Despite requested changes for legislation dating back to 2008, Nova Scotia isn’t guaranteeing Halifax any approvals on its long list of asks.
The city has made 17 requests for changes to provincial laws sitting in the province’s inbox, some of which date back to the eras of Rodney MacDonald and Darrell Dexter, but a lot of it accumulated under Premier Stephen McNeil.
The city says many of the requested changes would help Halifax. They include everything from a drop in speed limits, to incentives to build affordable housing and more powers for Halifax council to do as it wants.
Municipal Affairs Minister Derek Mombourquette says he can’t give any guarantees on whether any of the requests will be approved or when the city might get a final answer.

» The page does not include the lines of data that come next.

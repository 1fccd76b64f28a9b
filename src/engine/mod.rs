//! This module provides the persistent storage behind the nframe server.
//!
//! A storage engine only knows how to [`load`](StoreEngine::load) the whole key/value mapping
//! and [`save`](StoreEngine::save) it back. Every operation on top of that runs as a
//! [`Session`]: the mapping is reloaded from disk, changed in memory and written back on
//! [`Session::commit`]. This keeps every operation working on fresh data, but two sessions
//! that overlap will overwrite each other (the last one to commit wins). Use a
//! [`PidLock`](crate::PidLock) when that matters.
use serde_json::{Map, Value};

use crate::{NframeError, Result};

/// the flat key/value mapping held by a store
pub type StoreData = Map<String, Value>;

/// A trait for the basic functionality of a nframe storage engine
pub trait StoreEngine: Clone + Send + 'static {
    /// loads the current mapping from the backing storage
    fn load(&self) -> Result<StoreData>;

    /// replaces the contents of the backing storage with `data`
    fn save(&self, data: &StoreData) -> Result<()>;

    /// starts a session on a freshly loaded snapshot of the mapping
    fn begin(&self) -> Result<Session<'_, Self>> {
        let data = self.load()?;
        Ok(Session { engine: self, data })
    }

    /// returns the whole mapping
    fn get_data(&self) -> Result<StoreData> {
        let session = self.begin()?;
        let data = session.data().clone();
        session.commit()?;
        Ok(data)
    }

    /// merges `merge` into the mapping, existing keys are overwritten
    fn add_data(&self, merge: StoreData) -> Result<()> {
        let mut session = self.begin()?;
        session.data_mut().extend(merge);
        session.commit()
    }

    /// Removes every key in `keys` from the mapping.
    ///
    /// # Errors
    /// Returns [`NframeError::KeyNotFound`] if any key does not exist. Nothing is written in
    /// that case, not even the removal of the keys before it.
    fn remove_data<K: AsRef<str>>(&self, keys: &[K]) -> Result<()> {
        let mut session = self.begin()?;
        for key in keys {
            let key: &str = key.as_ref();
            if session.data_mut().remove(key).is_none() {
                return Err(NframeError::KeyNotFound(key.to_string()));
            }
        }
        session.commit()
    }
}

/// A snapshot of a store's mapping that is written back on [`Session::commit`].
///
/// Dropping a session without committing it discards its changes.
#[derive(Debug)]
pub struct Session<'a, E: StoreEngine> {
    engine: &'a E,
    data: StoreData,
}

impl<'a, E: StoreEngine> Session<'a, E> {
    /// the mapping as it was loaded, plus any changes made in this session
    pub fn data(&self) -> &StoreData {
        &self.data
    }

    /// mutable access to the session's mapping
    pub fn data_mut(&mut self) -> &mut StoreData {
        &mut self.data
    }

    /// saves the session's mapping to the engine
    pub fn commit(self) -> Result<()> {
        self.engine.save(&self.data)
    }
}

mod json;
mod upgrade;

pub use self::json::{ExclusiveStore, JsonStore, StoreDocument, DEFAULT_DATA_FILE, STORE_VERSION};
pub use self::upgrade::{Migration, Migrations};
use std::cmp::Ordering;
use std::collections::{BTreeMap, BTreeSet};

use semver::Version;
use tracing::{debug, info, warn};

use super::StoreDocument;
use crate::{NframeError, Result};

/// A function that converts a store document from one schema version to a later one.
/// It must set the returned document's `version`.
pub type Migration = fn(StoreDocument) -> Result<StoreDocument>;

/// Table of schema migrations, keyed by the version a [`Migration`] upgrades *from*.
///
/// The table is empty for now, every released store version shares the same schema.
#[derive(Debug, Clone, Default)]
pub struct Migrations {
    table: BTreeMap<String, Migration>,
}

impl Migrations {
    /// creates an empty migration table
    pub fn new() -> Self {
        Self::default()
    }

    /// registers `migration` for documents stored with version `from`
    pub fn register(mut self, from: impl Into<String>, migration: Migration) -> Self {
        self.table.insert(from.into(), migration);
        self
    }

    /// Upgrades `doc` to the `current` version by applying migrations until the document's
    /// version has none registered.
    ///
    /// Documents written by a newer version are returned untouched.
    pub fn upgrade(&self, mut doc: StoreDocument, current: &str) -> Result<StoreDocument> {
        match compare_versions(&doc.version, current) {
            Some(Ordering::Equal) => return Ok(doc),
            Some(Ordering::Greater) => {
                warn!(
                    "store version {} is newer than this version ({}), loading as is",
                    doc.version, current
                );
                return Ok(doc);
            }
            Some(Ordering::Less) => {}
            None => debug!(
                "could not compare store version {} with {}",
                doc.version, current
            ),
        }

        let mut applied = BTreeSet::new();
        while let Some(migration) = self.table.get(&doc.version) {
            if !applied.insert(doc.version.clone()) {
                return Err(NframeError::Store(format!(
                    "migration loop detected at version {}",
                    doc.version
                )));
            }
            let from = doc.version.clone();
            doc = migration(doc)?;
            info!("migrated store from version {} to {}", from, doc.version);
        }
        Ok(doc)
    }
}

fn compare_versions(stored: &str, current: &str) -> Option<Ordering> {
    let stored = Version::parse(stored).ok()?;
    let current = Version::parse(current).ok()?;
    Some(stored.cmp(&current))
}
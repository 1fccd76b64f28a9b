use std::sync::atomic::{AtomicU64, Ordering};
use std::thread;

use tracing::error;

use super::ThreadPool;
use crate::Result;

/// a simple thread-pool that is not actually a pool. It starts a new thread on every spawn
/// request, so the number of jobs running at once is unbounded.
#[derive(Debug, Default)]
pub struct NaiveThreadPool {
    // counts spawned jobs, used for naming their threads
    spawned: AtomicU64,
}

impl ThreadPool for NaiveThreadPool {
    /// the `threads` argument is ignored
    fn new(_threads: u32) -> Result<Self> {
        Ok(NaiveThreadPool::default())
    }

    fn spawn<F>(&self, job: F)
    where
        F: FnOnce() + Send + 'static,
    {
        let id = self.spawned.fetch_add(1, Ordering::Relaxed);
        if let Err(e) = thread::Builder::new()
            .name(format!("nframe-job-{}", id))
            .spawn(job)
        {
            error!("Failed to spawn a thread: {}", e);
        }
    }
}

“I have to do my due diligence,” Mombourquette said in response to questions about several of the requests.
“When you’re designing legislation that’s going to affect municipalities the size of HRM, and communities across the province, you want to make sure that you do the due diligence to do it right,” he said. “I made the commitment to them to respond as quickly as possible.”
The requests for legislative changes include allowing Halifax to give developers incentives to build affordable housing. And another would give Halifax the authority to introduce a district energy system in the new neighbourhood that will replace the Cogswell Interchange.
In order for the project to go ahead as planned, Mayor Mike Savage says the legislature needs to tackle that issue in the spring sitting.
“We’re getting to a point now where that’s going to impact our planning so that’s one that we need to elevate,” he said.
Savage said he thinks the city’s request to allow for more affordable housing is in “everybody’s interest” and isn’t “one that should be held up.”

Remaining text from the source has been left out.